Izithunzi lina

Scientific classification
- Kingdom: Animalia
- Phylum: Arthropoda
- Subphylum: Chelicerata
- Class: Arachnida
- Order: Araneae
- Infraorder: Araneomorphae
- Family: Drymusidae
- Genus: Izithunzi
- Species: I. lina
- Binomial name: Izithunzi lina Labarque, Pérez-González & Griswold, 2018

= Izithunzi lina =

- Authority: Labarque, Pérez-González & Griswold, 2018

Species of spider

Izithunzi lina is a species of spider in the family Drymusidae. It is endemic to the Western Cape of South Africa, where it is known only from the Fernkloof Nature Reserve and Kogelberg Nature Reserve.

==Etymology==
The specific name lina is a name in apposition honouring Brazilian arachnologist Lina Maria Almeida-Silva, who collected part of the type series.

==Distribution and habitat==
Izithunzi lina is found in the Western Cape Province of South Africa, with a very restricted distribution between Fernkloof Nature Reserve and Hermanus.

The species inhabits the fynbos biome and is considered a habitat specialist. It has been found in holes measuring 200-300 mm wide and 500-1000 mm deep made in clay sand boulders, as well as in riparian vegetation.

==Description==

Izithunzi lina is a cryptic species that constructs loosely spun space webs, sometimes with sheet- or tube-like extensions.

===Female===
Females have a total length of 12.4 mm. The leg formula is 1423, with the first leg being the longest at 42.94 mm total length.

The thoracic area has darkish lateral margins and a central V-shaped pattern. The chelicerae have five bracket setae on the promargin and a row of seven macrosetae against the triangular lamina. The opisthosoma is overall dark brown with thick chevron patterns extending anteriorly, with the first two chevrons forming a continuum.

Females can be distinguished from the related Izithunzi capense by their epigastrium being densely covered with long, thick, dark setae, and their vulval plates being pressed together anteriorly.

===Male===
Males are smaller than females, with a total length of 8.56 mm.

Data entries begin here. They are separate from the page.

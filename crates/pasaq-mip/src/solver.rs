use good_lp::solvers::microlp::microlp;
use good_lp::{
    constraint, variable, Expression, ProblemVariables, ResolutionError, Solution, SolverModel,
    Variable,
};

use crate::problem::{Bound, Direction, MipProblem};
use crate::solution::{MipSolution, Termination};

/// Options for one mixed-integer solve
#[cfg_attr(feature = "serde", derive(serde::Serialize, serde::Deserialize))]
#[derive(Debug, Clone)]
pub struct MipOptions {
    /// Report inconsistent column bounds as `BoundError` instead of `RootError`
    pub presolve: bool,
    /// Objective value a solution must reach to be of interest
    pub cutoff: Option<f64>,
    /// Slack allowed when comparing against the cutoff and empty-row bounds
    pub tolerance: f64,
}

impl Default for MipOptions {
    fn default() -> Self {
        Self {
            presolve: true,
            cutoff: None,
            tolerance: 1e-9,
        }
    }
}

impl MipOptions {
    pub fn new() -> Self {
        Self::default()
    }

    pub fn with_presolve(mut self, presolve: bool) -> Self {
        self.presolve = presolve;
        self
    }

    pub fn with_cutoff(mut self, cutoff: f64) -> Self {
        self.cutoff = Some(cutoff);
        self
    }

    pub fn with_tolerance(mut self, tolerance: f64) -> Self {
        self.tolerance = tolerance;
        self
    }
}

/// Hands a [`MipProblem`] to `good_lp` with the pure-Rust `microlp` backend
/// and maps the outcome onto [`Termination`].
///
/// The backend runs its own branch and bound to completion, so `MipGap`,
/// `TimeLimit` and `Stopped` are never reported here.
#[derive(Debug, Clone, Default)]
pub struct MipSolver {
    options: MipOptions,
}

impl MipSolver {
    pub fn new(options: MipOptions) -> Self {
        Self { options }
    }

    pub fn options(&self) -> &MipOptions {
        &self.options
    }

    pub fn solve(&self, problem: &MipProblem) -> MipSolution {
        if let Err(e) = problem.check_bounds() {
            log::debug!("{}: {}", problem.name, e);
            let status = if self.options.presolve {
                Termination::BoundError
            } else {
                Termination::RootError
            };
            return MipSolution::terminated(status);
        }

        let entries = problem.row_entries();
        for (row, terms) in problem.rows.iter().zip(&entries) {
            let empty = terms.iter().all(|&(_, v)| v == 0.0);
            if empty && !row.bound.contains(0.0, self.options.tolerance) {
                log::debug!("{}: empty row {} excludes zero", problem.name, row.name);
                return MipSolution::terminated(Termination::NoPrimalFeasible);
            }
        }

        let mut vars = ProblemVariables::new();
        let columns = problem
            .columns
            .iter()
            .map(|column| {
                let bound = column.effective_bound();
                let mut definition = variable().name(column.name.clone());
                if column.is_integer() {
                    definition = definition.integer();
                }
                if bound.lower().is_finite() {
                    definition = definition.min(bound.lower());
                }
                if bound.upper().is_finite() {
                    definition = definition.max(bound.upper());
                }
                vars.add(definition)
            })
            .collect::<Vec<Variable>>();

        let mut objective = Expression::with_capacity(columns.len());
        for (column, &var) in problem.columns.iter().zip(&columns) {
            if column.objective != 0.0 {
                objective.add_mul(column.objective, var);
            }
        }

        let unsolved = match problem.direction {
            Direction::Maximize => vars.maximise(objective),
            Direction::Minimize => vars.minimise(objective),
        };
        let mut model = unsolved.using(microlp);

        for (row, terms) in problem.rows.iter().zip(&entries) {
            if terms.is_empty() {
                continue;
            }
            let lhs = || {
                let mut expr = Expression::with_capacity(terms.len());
                for &(col, value) in terms {
                    expr.add_mul(value, columns[col]);
                }
                expr
            };
            model = match row.bound {
                Bound::Free => model,
                Bound::Lower(l) => model.with(constraint!(lhs() >= l)),
                Bound::Upper(u) => model.with(constraint!(lhs() <= u)),
                Bound::Fixed(v) => model.with(constraint!(lhs() == v)),
                Bound::Double(l, u) => model
                    .with(constraint!(lhs() >= l))
                    .with(constraint!(lhs() <= u)),
            };
        }

        let solution = match model.solve() {
            Ok(solution) => solution,
            Err(e) => {
                let status = termination_of(&e);
                log::debug!("{}: {} ({})", problem.name, status, e);
                return MipSolution::terminated(status);
            }
        };

        let values = problem
            .columns
            .iter()
            .zip(&columns)
            .map(|(column, &var)| {
                let value = solution.value(var);
                if column.is_integer() { value.round() } else { value }
            })
            .collect::<Vec<f64>>();
        let objective_value = problem.objective_value(&values);

        if let Some(cutoff) = self.options.cutoff {
            let sense = match problem.direction {
                Direction::Maximize => 1.0,
                Direction::Minimize => -1.0,
            };
            if objective_value * sense < cutoff * sense - self.options.tolerance {
                log::trace!(
                    "{}: optimum {:.3e} misses cutoff {:.3e}",
                    problem.name,
                    objective_value,
                    cutoff
                );
                return MipSolution::terminated(Termination::NoPrimalFeasible);
            }
        }

        MipSolution {
            status: Termination::Success,
            values,
            objective_value,
        }
    }
}

fn termination_of(error: &ResolutionError) -> Termination {
    match error {
        ResolutionError::Infeasible => Termination::NoPrimalFeasible,
        ResolutionError::Unbounded => Termination::NoDualFeasible,
        _ => Termination::Failure,
    }
}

Males have four bracket setae on the cheliceral promargin and six to seven macrosetae against the triangular lamina. The pedipalps have a prolateral femoral thorn that is distally acute, and the copulatory bulb has an elongated apex that is broad distally.

Males can be distinguished from I. capense by having an indented transition between the base and apex of the copulatory bulb, with the apex being twice as long as the base and heavily sclerotized with a broad tip.

==Conservation==
Izithunzi lina is listed as rare due to its small, restricted distribution range. The species is currently protected within Fernkloof Nature Reserve and Kogelberg Nature Reserve, both protected areas in the fynbos biome. Additional sampling has been recommended to better understand the species' distribution and conservation needs.